Vin à queue bleue — après la coupe du Nouvel An, on sert du vin à queue bleue

; le plateau printanier propose d’abord des bonbons collants. Li Bai, ivre, n’a plus d’invités ivres

; pitoyablement, son âme s’attarde au soleil couchant.

...

Le mont Qishan tout entier était silencieux, et d'innombrables personnes en contrebas de l'estrade s'étaient levées et fixaient intensément le champ de bataille.

Ma main était engourdie, et quelques minuscules vaisseaux sanguins de mon bras droit avaient été sectionnés par le choc

; pourtant, je dégainai mon épée à une vitesse prodigieuse. Sous des milliers d’ombres d’épées, l’illusion se recréa, accompagnée d’éclairs et de tonnerre.

La plateforme semblait appartenir à un autre espace. Le bruit des épées qui s'entrechoquaient résonnait comme le tonnerre, et les ombres acérées des lames se transformaient en éclairs, toutes fonçant sur Yin Liuchuan, qui maniait son épée avec de larges mouvements amples.

Le deuxième mouvement de la Technique de l'Épée de l'Empereur – Le Tonnerre Ébranle Dix Mille Lieues, La Puissance Submerge l'Univers et Déplace les Quatre Mers

Les fissures sur les rochers s'accentuèrent et la plateforme initialement plate commença à se fissurer lentement, démontrant ainsi la puissance de la Technique de l'Épée du Roi !

Mes forces étaient déjà à bout. Profitant de l'instant où elles ne pouvaient plus se régénérer, Yin Liuchuan bondit, abattit sa lame et se jeta sur elle. Lame glaciale, tranchant immaculé, en un instant, la lumière de l'épée sillonna le ciel.

Il avait déjà franchi la deuxième étape de la technique de l'épée, ce qui rendait difficile la révélation de la véritable essence de cette technique.
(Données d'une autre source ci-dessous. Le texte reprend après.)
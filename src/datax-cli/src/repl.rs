//! Line-oriented front end.
//!
//! Feeds input lines to the [`Dispatcher`] and writes results: command
//! output to `out`, errors to `err` as `Error: <message>`.

use std::io::{BufRead, Write};

use anyhow::Result;
use datax_shell::{Dispatcher, Session};

/// Words that end the session without being dispatched.
const QUIT_WORDS: &[&str] = &["exit", "quit"];

/// Counts from a run.
#[derive(Debug, Clone, Copy, Default, PartialEq, Eq)]
pub struct RunSummary {
    /// Lines handed to the dispatcher.
    pub dispatched: usize,
    /// Lines that produced an error.
    pub failed: usize,
}

/// What happened to one input line.
#[derive(Debug, Clone, Copy, PartialEq, Eq)]
enum LineOutcome {
    Skipped,
    Quit,
    Succeeded,
    Failed,
}

/// Executes lines against a dispatcher and session.
pub struct Repl<'a> {
    dispatcher: &'a Dispatcher,
    session: &'a mut Session,
}

impl<'a> Repl<'a> {
    /// Create a front end over a dispatcher and session.
    pub fn new(dispatcher: &'a Dispatcher, session: &'a mut Session) -> Self {
        Self {
            dispatcher,
            session,
        }
    }

    /// Read lines from `input` until EOF or a quit.
    ///
    /// The prompt is written before each line only when `interactive`.
    /// Bytes that are not valid UTF-8 are replaced with U+FFFD, so a bad
    /// line fails on its own instead of ending the session.
    pub fn run<R, W, E>(
        &mut self,
        mut input: R,
        out: &mut W,
        err: &mut E,
        interactive: bool,
    ) -> Result<RunSummary>
    where
        R: BufRead,
        W: Write,
        E: Write,
    {
        let mut summary = RunSummary::default();
        let mut buf = Vec::new();

        loop {
            if interactive {
                write!(out, "{}", self.session.prompt())?;
                out.flush()?;
            }

            buf.clear();
            if input.read_until(b'\n', &mut buf)? == 0 {
                if interactive {
                    writeln!(out)?;
                }
                break;
            }

            let line = String::from_utf8_lossy(&buf);
            if self.execute(&line, out, err, &mut summary)? == LineOutcome::Quit {
                break;
            }
        }

        Ok(summary)
    }

    /// Execute the given lines in order, stopping early on a quit.
    pub fn run_commands<W, E>(
        &mut self,
        commands: &[String],
        out: &mut W,
        err: &mut E,
    ) -> Result<RunSummary>
    where
        W: Write,
        E: Write,
    {
        let mut summary = RunSummary::default();
        for line in commands {
            if self.execute(line, out, err, &mut summary)? == LineOutcome::Quit {
                break;
            }
        }
        Ok(summary)
    }

    fn execute<W, E>(
        &mut self,
        line: &str,
        out: &mut W,
        err: &mut E,
        summary: &mut RunSummary,
    ) -> Result<LineOutcome>
    where
        W: Write,
        E: Write,
    {
        let line = line.trim();
        if line.is_empty() {
            return Ok(LineOutcome::Skipped);
        }
        if QUIT_WORDS.contains(&line) {
            self.session.request_quit();
            return Ok(LineOutcome::Quit);
        }

        summary.dispatched += 1;
        let outcome = match self.dispatcher.dispatch(line, self.session) {
            Ok(text) => {
                out.write_all(text.as_bytes())?;
                if !text.is_empty() && !text.ends_with('\n') {
                    writeln!(out)?;
                }
                LineOutcome::Succeeded
            }
            Err(e) => {
                tracing::debug!("Command failed: {}", e);
                writeln!(err, "Error: {e}")?;
                summary.failed += 1;
                LineOutcome::Failed
            }
        };
        out.flush()?;

        if self.session.quit_requested() {
            return Ok(LineOutcome::Quit);
        }
        Ok(outcome)
    }
}
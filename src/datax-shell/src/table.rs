//! Borderless two-column text tables.

use unicode_width::UnicodeWidthStr;

const INDENT: &str = "  ";
const GAP: &str = "  ";

/// Render rows as left-aligned columns with no border or header.
///
/// The first column is padded to its widest cell by display width. Every row
/// ends with a newline and carries no trailing whitespace.
pub fn render_table<S: AsRef<str>>(rows: &[[S; 2]]) -> String {
    let width = rows
        .iter()
        .map(|[key, _]| key.as_ref().width())
        .max()
        .unwrap_or(0);

    let mut out = String::new();
    for [key, value] in rows {
        let key = key.as_ref();
        let padding = " ".repeat(width.saturating_sub(key.width()));
        let line = format!("{INDENT}{key}{padding}{GAP}{}", value.as_ref());
        out.push_str(line.trim_end());
        out.push('\n');
    }
    out
}
use std::{
    collections::{BTreeMap, BTreeSet},
    fmt::{Debug, Formatter},
};

use thiserror::Error;

#[derive(Debug, Error)]
pub enum TopologyError<T>
where
    T: Debug,
{
    #[error("Cycle detected in dependency graph, from {:?}", .0)]
    CycleDetected(DepRoute<T>),
    #[error("Duplicate edge detected in dependency graph, from {:?} to {:?}", .0.route[0], .0.route[1])]
    DuplicateEdge(DepRoute<T>),
}

pub struct DepRoute<T> {
    // first means the start node, last means the end node
    route: Vec<T>,
}

impl<T> Debug for DepRoute<T>
where
    T: Debug,
{
    fn fmt(&self, f: &mut Formatter<'_>) -> std::fmt::Result {
        let Some((last, init)) = self.route.split_last() else {
            return write!(f, "[]");
        };
        for item in init {
            write!(f, "{item:?} -> ")?;
        }
        write!(f, "{last:?}")
    }
}

/// Directed dependency graph. An edge `from -> to` means `to` depends on `from`.
#[derive(Debug)]
pub struct Graph<Node>
where
    Node: Debug + Copy + Ord,
{
    nodes: BTreeSet<Node>,
    routes: Vec<(Node, Node)>,
}

impl<Node> Default for Graph<Node>
where
    Node: Debug + Copy + Ord,
{
    fn default() -> Self {
        Self::new()
    }
}

impl<Node> Graph<Node>
where
    Node: Debug + Copy + Ord,
{
    pub fn new() -> Self {
        Self {
            nodes: BTreeSet::new(),
            routes: Vec::new(),
        }
    }

    pub fn add_node(&mut self, node: Node) {
        self.nodes.insert(node);
    }

    pub fn route_to(&mut self, from: Node, to: Node) {
        self.nodes.insert(from);
        self.nodes.insert(to);
        self.routes.push((from, to));
    }

    /// Kahn's algorithm. Returns every node, dependencies before dependents.
    pub fn topology_sort(&self) -> Result<Vec<Node>, TopologyError<Node>> {
        let mut in_degree: BTreeMap<Node, usize> =
            self.nodes.iter().map(|node| (*node, 0)).collect();
        let mut adjacency: BTreeMap<Node, BTreeSet<Node>> = BTreeMap::new();

        for &(from, to) in &self.routes {
            if !adjacency.entry(from).or_default().insert(to) {
                return Err(TopologyError::DuplicateEdge(DepRoute {
                    route: vec![from, to],
                }));
            }
            *in_degree.entry(to).or_insert(0) += 1;
        }

        let mut order = Vec::with_capacity(in_degree.len());
        while let Some(node) = in_degree
            .iter()
            .find(|(_, degree)| **degree == 0)
            .map(|(node, _)| *node)
        {
            in_degree.remove(&node);
            order.push(node);
            for connected in adjacency.get(&node).into_iter().flatten() {
                if let Some(degree) = in_degree.get_mut(connected) {
                    *degree -= 1;
                }
            }
        }

        if in_degree.is_empty() {
            Ok(order)
        } else {
            let remaining: Vec<Node> = in_degree.keys().copied().collect();
            let route = Self::find_cycle(&remaining, &adjacency).unwrap_or_default();
            Err(TopologyError::CycleDetected(DepRoute { route }))
        }
    }

    fn find_cycle(
        nodes: &[Node],
        adjacency: &BTreeMap<Node, BTreeSet<Node>>,
    ) -> Option<Vec<Node>> {
        let neighbors_of = |node: Node| -> std::vec::IntoIter<Node> {
            adjacency
                .get(&node)
                .into_iter()
                .flatten()
                .copied()
                .filter(|n| nodes.contains(n))
                .collect::<Vec<_>>()
                .into_iter()
        };

        let mut visited = BTreeSet::new();
        let mut path_set = BTreeSet::new();
        let mut path = Vec::new();
        let mut stack: Vec<(Node, std::vec::IntoIter<Node>)> = Vec::new();

        for &start in nodes {
            if visited.contains(&start) {
                continue;
            }

            stack.push((start, neighbors_of(start)));
            visited.insert(start);
            path_set.insert(start);
            path.push(start);

            while let Some((current, neighbors)) = stack.last_mut() {
                if let Some(neighbor) = neighbors.next() {
                    if path_set.contains(&neighbor) {
                        let pos = path.iter().position(|&x| x == neighbor)?;
                        let mut cycle = path[pos..].to_vec();
                        cycle.push(neighbor);
                        return Some(cycle);
                    } else if visited.insert(neighbor) {
                        path_set.insert(neighbor);
                        path.push(neighbor);
                        stack.push((neighbor, neighbors_of(neighbor)));
                    }
                } else {
                    let finished = *current;
                    stack.pop();
                    path_set.remove(&finished);
                    path.pop();
                }
            }
        }
        None
    }
}
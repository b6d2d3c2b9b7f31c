//! Paginated user listing.
//!
//! Reads `FetchUsersCompute` and `UserPageCompute` from the [`StateCtx`]:
//! a spinner while the fetch is in flight, the error message with a retry
//! button when it failed, otherwise the current page of the table plus the
//! pagination control. Every interaction is applied after drawing, so the
//! widget never holds a borrow of the context while mutating it.

pub mod pagination;
pub mod table;

use egui::{Response, Ui};
use log::info;
use roster_business::{
    FetchUsersCommand, FetchUsersCompute, ListingPage, Route, User, UserPageCompute,
};
use roster_states::StateCtx;

use pagination::pagination_control;
use table::users_table;

pub const LOADING_USERS: &str = "Loading users...";
pub const RETRY: &str = "Try again";

enum ListingAction {
    Retry,
    GoToPage { page: usize, total_pages: usize },
    View(User),
}

/// The listing widget. `on_select_user` is called with the user whose "View"
/// button was clicked, right after navigating to their detail route.
#[derive(Default)]
pub struct UserListing<'a> {
    on_select_user: Option<Box<dyn FnOnce(&User) + 'a>>,
}

impl<'a> UserListing<'a> {
    pub fn new() -> Self {
        Self::default()
    }

    pub fn on_select_user(mut self, on_select_user: impl FnOnce(&User) + 'a) -> Self {
        self.on_select_user = Some(Box::new(on_select_user));
        self
    }

    pub fn show(self, state_ctx: &mut StateCtx, ui: &mut Ui) -> Response {
        let mut action = None;

        let response = ui.vertical(|ui| {
            action = draw(state_ctx, ui);
        });

        match action {
            Some(ListingAction::Retry) => {
                info!("Retrying users fetch");
                state_ctx.enqueue_command::<FetchUsersCommand>();
            }
            Some(ListingAction::GoToPage { page, total_pages }) => {
                state_ctx.update::<ListingPage>(|listing| listing.set_page(page, total_pages));
            }
            Some(ListingAction::View(user)) => {
                let route = Route::UserDetail(user.id);
                info!("Navigating to {}", route.path());
                state_ctx.update::<Route>(|current| *current = route);
                if let Some(on_select_user) = self.on_select_user {
                    on_select_user(&user);
                }
            }
            None => {}
        }

        response.response
    }
}

/// [`UserListing`] without a selection callback.
pub fn user_listing(state_ctx: &mut StateCtx, ui: &mut Ui) -> Response {
    UserListing::new().show(state_ctx, ui)
}

fn draw(state_ctx: &StateCtx, ui: &mut Ui) -> Option<ListingAction> {
    let fetch = state_ctx.cached::<FetchUsersCompute>();

    if fetch.is_none_or(FetchUsersCompute::is_loading) {
        loading_view(ui);
        return None;
    }

    if let Some(message) = fetch.and_then(FetchUsersCompute::error_message) {
        return error_view(ui, message).then_some(ListingAction::Retry);
    }

    let current = state_ctx.cached::<UserPageCompute>()?;
    let pagination = current.pagination();

    let selected = users_table(ui, current.rows());
    ui.add_space(8.0);
    let requested = pagination_control(ui, &pagination);

    selected.map(ListingAction::View).or_else(|| {
        requested.map(|page| ListingAction::GoToPage {
            page,
            total_pages: pagination.total_pages(),
        })
    })
}

/// Spinner shown while a fetch is in flight.
pub fn loading_view(ui: &mut Ui) {
    ui.vertical_centered(|ui| {
        ui.add_space(24.0);
        ui.spinner();
        ui.label(LOADING_USERS);
    });
}

/// Returns `true` if the retry button was clicked.
fn error_view(ui: &mut Ui, message: &str) -> bool {
    ui.vertical_centered(|ui| {
        ui.add_space(24.0);
        ui.colored_label(ui.visuals().error_fg_color, message);
        ui.add_space(8.0);
        ui.button(RETRY).clicked()
    })
    .inner
}
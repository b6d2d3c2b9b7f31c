#![warn(clippy::all, rust_2018_idioms)]
#![cfg_attr(not(debug_assertions), windows_subsystem = "windows")]

use roster_business::BusinessConfig;
use roster_ui::{RosterApp, state::State};

#[cfg(not(target_arch = "wasm32"))]
mod alloc {
    #[global_allocator]
    static MALLOC: mimalloc::MiMalloc = mimalloc::MiMalloc;
}

#[cfg(not(target_arch = "wasm32"))]
fn main() -> eframe::Result {
    // Log to stderr (if you run with `RUST_LOG=debug`).
    // Clipboard errors for non-text content are noise.
    env_logger::Builder::from_env(env_logger::Env::default())
        .filter_module("egui_winit::clipboard", log::LevelFilter::Off)
        .init();

    let config = BusinessConfig::from_env().unwrap_or_else(|err| {
        log::warn!("Invalid environment, using the default configuration: {err:#}");
        BusinessConfig::default()
    });

    let native_options = eframe::NativeOptions {
        viewport: egui::ViewportBuilder::default()
            .with_inner_size([640.0, 480.0])
            .with_min_inner_size([360.0, 240.0]),
        ..Default::default()
    };

    eframe::run_native(
        "Roster",
        native_options,
        Box::new(move |cc| {
            egui_extras::install_image_loaders(&cc.egui_ctx);
            Ok(Box::new(RosterApp::new(State::new(config))))
        }),
    )
}

// When compiling to web using trunk:
#[cfg(target_arch = "wasm32")]
fn main() {
    use wasm_bindgen::JsCast as _;

    // Redirect `log` message to `console.log` and friends:
    eframe::WebLogger::init(log::LevelFilter::Debug).ok();

    let web_options = eframe::WebOptions::default();

    wasm_bindgen_futures::spawn_local(async {
        let Some(document) = web_sys::window().and_then(|window| window.document()) else {
            log::error!("No document to attach to");
            return;
        };

        let Some(canvas) = document
            .get_element_by_id("egui_canvas")
            .and_then(|element| element.dyn_into::<web_sys::HtmlCanvasElement>().ok())
        else {
            log::error!("egui_canvas is missing or not a canvas");
            return;
        };

        let start_result = eframe::WebRunner::new()
            .start(
                canvas,
                web_options,
                Box::new(|cc| {
                    egui_extras::install_image_loaders(&cc.egui_ctx);
                    Ok(Box::new(RosterApp::new(State::new(BusinessConfig::default()))))
                }),
            )
            .await;

        // Remove the loading text and spinner:
        if let Some(loading_text) = document.get_element_by_id("loading_text") {
            match start_result {
                Ok(()) => loading_text.remove(),
                Err(e) => {
                    loading_text.set_inner_html(
                        "<p> The app has crashed. See the developer console for details. </p>",
                    );
                    log::error!("Failed to start eframe: {e:?}");
                }
            }
        }
    });
}
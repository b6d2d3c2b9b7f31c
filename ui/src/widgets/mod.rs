mod logout_dialog;
pub mod user_listing;

pub use logout_dialog::{
    LOGOUT_DIALOG_BODY, LOGOUT_DIALOG_TITLE, LogoutDialog, LogoutDialogAction, logout_dialog,
};
pub use user_listing::{UserListing, user_listing};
Il s'appuya contre mon épée avec son bras gauche, et au moment où mon épée le transperça, ce fut comme si un coup capable de fendre le ciel s'était déjà produit !

J’ai rapidement reculé en glissant sur la lame, les pieds effleurant à peine le sol, espérant éviter cette lame qui brillait comme un lac clair et immobile.

Je me suis arrêté, évitant ainsi d'être directement blessé, mais une partie de la force de la lame a tout de même pénétré mon corps, et j'ai craché une giclée de sang.

La lame s'est enfoncée directement dans la roche, et une fissure de trois zhang de long est apparue sur la plateforme.

Le Dragon Céleste Dix-sept Morsures, voici déjà la onzième.

D'innombrables particules de poussière s'élevèrent dans l'air, et au milieu de la fumée et de la poussière, le jeune homme vêtu de blanc qui se trouvait en face de lui dégaina son épée et se leva.

Après avoir déplacé nonchalamment son bras gauche blessé, Yin Liuchuan leva lentement la tête et me regarda à nouveau.

J'ai bougé mon bras droit, qui était presque engourdi, et même sans regarder, je savais qu'il y avait beaucoup de contusions sous la peau.

Il restait encore un peu de vin entre mes lèvres et mes dents, que j'ai avalé avec ma salive.

Il ferma les yeux, fit circuler frénétiquement son énergie intérieure, et lorsqu'il les rouvrit, il chargea droit sur la personne en face de lui avec une vitesse terrifiante, tel un papillon de nuit attiré par la flamme.

L'épée se lève à nouveau.

Comme moi, il a dû percevoir l'odeur métallique de la marée émanant de l'épée.

Près de dix mille ombres d'épées surgirent de nulle part, telles des feux d'artifice qui éclatent, d'une beauté à couper le souffle, et leur élan d'épée dominateur et irrésistible se déchaîna pleinement.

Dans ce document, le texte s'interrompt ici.